Scientists at UT Southwestern Medical Center have observed that patients with diabetes, kidney disease and anemia who don't respond to treatment with an anti-anemia drug have a higher risk of cardiovascular disease or death. The findings suggest that testing such patients' responsiveness to the drug and keeping blood iron levels a little low might reduce their risk, said Robert Toto, senior author of the study.
The results were an unexpected finding of a study on darbepoetin alpha, which stimulates the production of red blood cells to counteract anemia.
The study showed that darbepoetin alpha works no better than a placebo for improving cardiovascular and kidney outcomes, but it did lower the risk for blood transfusion and resulted in modest improvement in patient-reported outcomes among people with diabetes, kidney disease and anemia.
However, people receiving darbepoetin alpha had nearly a twofold higher risk for stroke.

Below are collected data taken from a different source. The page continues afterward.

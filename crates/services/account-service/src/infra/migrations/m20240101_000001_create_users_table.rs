//! Migration: Create the users table and its indexes.

use domain::{
    MAX_EMAIL_LENGTH, MAX_USERNAME_LENGTH, ROLE_USER, USER_STATUS_PENDING, VALID_ROLES,
    VALID_USER_STATUSES,
};
use sea_orm_migration::prelude::*;

#[derive(DeriveMigrationName)]
pub struct Migration;

/// (name, column, unique)
fn indexes() -> Vec<(&'static str, Users, bool)> {
    vec![
        ("idx_users_email", Users::Email, true),
        ("idx_users_username", Users::Username, true),
        ("idx_users_status", Users::Status, false),
        ("idx_users_role", Users::Role, false),
        ("idx_users_email_verified", Users::EmailVerified, false),
        ("idx_users_created_at", Users::CreatedAt, false),
        // Every default query filters on deleted_at IS NULL
        ("idx_users_deleted_at", Users::DeletedAt, false),
    ]
}

#[async_trait::async_trait]
impl MigrationTrait for Migration {
    async fn up(&self, manager: &SchemaManager) -> Result<(), DbErr> {
        manager
            .create_table(
                Table::create()
                    .table(Users::Table)
                    .if_not_exists()
                    .col(ColumnDef::new(Users::Id).uuid().not_null().primary_key())
                    .col(
                        ColumnDef::new(Users::Username)
                            .string_len(MAX_USERNAME_LENGTH)
                            .not_null(),
                    )
                    .col(
                        ColumnDef::new(Users::Email)
                            .string_len(MAX_EMAIL_LENGTH)
                            .not_null(),
                    )
                    .col(ColumnDef::new(Users::PasswordHash).string_len(255).not_null())
                    .col(ColumnDef::new(Users::FirstName).string_len(100).null())
                    .col(ColumnDef::new(Users::LastName).string_len(100).null())
                    .col(
                        ColumnDef::new(Users::Role)
                            .string_len(20)
                            .not_null()
                            .default(ROLE_USER)
                            .check(Expr::col(Users::Role).is_in(VALID_ROLES.iter().copied())),
                    )
                    .col(
                        ColumnDef::new(Users::Status)
                            .string_len(20)
                            .not_null()
                            .default(USER_STATUS_PENDING)
                            .check(
                                Expr::col(Users::Status)
                                    .is_in(VALID_USER_STATUSES.iter().copied()),
                            ),
                    )
                    .col(
                        ColumnDef::new(Users::EmailVerified)
                            .boolean()
                            .not_null()
                            .default(false),
                    )
                    .col(
                        ColumnDef::new(Users::EmailVerificationToken)
                            .string_len(255)
                            .null(),
                    )
                    .col(
                        ColumnDef::new(Users::EmailVerificationExpires)
                            .timestamp_with_time_zone()
                            .null(),
                    )
                    .col(ColumnDef::new(Users::PasswordResetToken).string_len(255).null())
                    .col(
                        ColumnDef::new(Users::PasswordResetExpires)
                            .timestamp_with_time_zone()
                            .null(),
                    )
                    .col(
                        ColumnDef::new(Users::LastLoginAt)
                            .timestamp_with_time_zone()
                            .null(),
                    )
                    .col(
                        ColumnDef::new(Users::LoginAttempts)
                            .integer()
                            .not_null()
                            .default(0)
                            .check(Expr::col(Users::LoginAttempts).gte(0)),
                    )
                    .col(
                        ColumnDef::new(Users::LockedUntil)
                            .timestamp_with_time_zone()
                            .null(),
                    )
                    .col(
                        ColumnDef::new(Users::Preferences)
                            .json_binary()
                            .not_null()
                            .default("{}"),
                    )
                    .col(
                        ColumnDef::new(Users::Metadata)
                            .json_binary()
                            .not_null()
                            .default("{}"),
                    )
                    .col(
                        ColumnDef::new(Users::CreatedAt)
                            .timestamp_with_time_zone()
                            .not_null()
                            .default(Expr::current_timestamp()),
                    )
                    .col(
                        ColumnDef::new(Users::UpdatedAt)
                            .timestamp_with_time_zone()
                            .not_null()
                            .default(Expr::current_timestamp()),
                    )
                    .col(
                        ColumnDef::new(Users::DeletedAt)
                            .timestamp_with_time_zone()
                            .null(),
                    )
                    .to_owned(),
            )
            .await?;

        for (name, column, unique) in indexes() {
            let mut index = Index::create();
            index
                .name(name)
                .table(Users::Table)
                .col(column)
                .if_not_exists();
            if unique {
                index.unique();
            }
            manager.create_index(index.to_owned()).await?;
        }

        Ok(())
    }

    async fn down(&self, manager: &SchemaManager) -> Result<(), DbErr> {
        // Drop the indexes first
        for (name, _, _) in indexes().into_iter().rev() {
            manager
                .drop_index(Index::drop().name(name).table(Users::Table).to_owned())
                .await?;
        }

        manager
            .drop_table(Table::drop().table(Users::Table).to_owned())
            .await
    }
}

#[derive(Iden)]
enum Users {
    Table,
    Id,
    Username,
    Email,
    PasswordHash,
    FirstName,
    LastName,
    Role,
    Status,
    EmailVerified,
    EmailVerificationToken,
    EmailVerificationExpires,
    PasswordResetToken,
    PasswordResetExpires,
    LastLoginAt,
    LoginAttempts,
    LockedUntil,
    Preferences,
    Metadata,
    CreatedAt,
    UpdatedAt,
    DeletedAt,
}
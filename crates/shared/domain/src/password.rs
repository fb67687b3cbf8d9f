//! Password value object.
//!
//! Wraps an Argon2id PHC string. The plain text never leaves the call that
//! hashes or verifies it.

use argon2::{
    password_hash::{rand_core::OsRng, PasswordHash, PasswordHasher, PasswordVerifier, SaltString},
    Argon2,
};

use crate::constants::MIN_PASSWORD_LENGTH;
use crate::error::{DomainError, DomainResult};

/// Hashed password as stored in `users.password_hash`.
#[derive(Clone, PartialEq, Eq)]
pub struct Password {
    hash: String,
}

// Don't expose hash in debug output
impl std::fmt::Debug for Password {
    fn fmt(&self, f: &mut std::fmt::Formatter<'_>) -> std::fmt::Result {
        f.debug_struct("Password")
            .field("hash", &"[REDACTED]")
            .finish()
    }
}

impl Password {
    /// Hash a new password after checking the length policy.
    ///
    /// # Errors
    /// Returns a password error if the plain text is shorter than
    /// [`MIN_PASSWORD_LENGTH`] characters.
    pub fn new(plain_text: &str) -> DomainResult<Self> {
        if plain_text.chars().count() < MIN_PASSWORD_LENGTH {
            return Err(DomainError::password(format!(
                "Password must be at least {} characters",
                MIN_PASSWORD_LENGTH
            )));
        }

        Self::hash(plain_text)
    }

    /// Hash any plain text with a fresh random salt.
    ///
    /// No policy is applied here; use [`Password::new`] for caller input.
    pub fn hash(plain_text: &str) -> DomainResult<Self> {
        let salt = SaltString::generate(&mut OsRng);
        let hash = Self::argon2()
            .hash_password(plain_text.as_bytes(), &salt)
            .map_err(|e| DomainError::internal(format!("Password hash failed: {}", e)))?;
        Ok(Self {
            hash: hash.to_string(),
        })
    }

    /// Create a Password from an existing hash (from database).
    pub fn from_hash(hash: String) -> Self {
        Self { hash }
    }

    /// Get the hash string for storage.
    pub fn as_str(&self) -> &str {
        &self.hash
    }

    /// Consume and return the hash string.
    pub fn into_string(self) -> String {
        self.hash
    }

    /// Verify a plain text password against this hash.
    ///
    /// A malformed stored hash never verifies.
    pub fn verify(&self, plain_text: &str) -> bool {
        match PasswordHash::new(&self.hash) {
            Ok(parsed) => Self::argon2()
                .verify_password(plain_text.as_bytes(), &parsed)
                .is_ok(),
            Err(_) => false,
        }
    }

    #[inline]
    fn argon2() -> Argon2<'static> {
        Argon2::default()
    }
}

impl From<Password> for String {
    fn from(password: Password) -> Self {
        password.hash
    }
}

Cancer deaths were also higher among people receiving the drug.
The study included 4,038 participants, all of whom had type 2 diabetes, anemia and kidney damage, although not enough to require dialysis. Of these, 1,872 received injections of the drug, and 1,889 received placebo injections.
Participants receiving darbepoetin alpha also received periodic subcutaneous injections of the drug with the aim of increasing their levels of hemoglobin to a level of 13 grams per deciliter.
In analyzing the results, the researchers found that the participants who had poor initial responses to the drug had a higher rate of death, heart attack, stroke or heart failure.
Conversely, for patients who respond quickly to the drug appears safer, Toto said.
The findings appeared in the New England Journal of Medicine.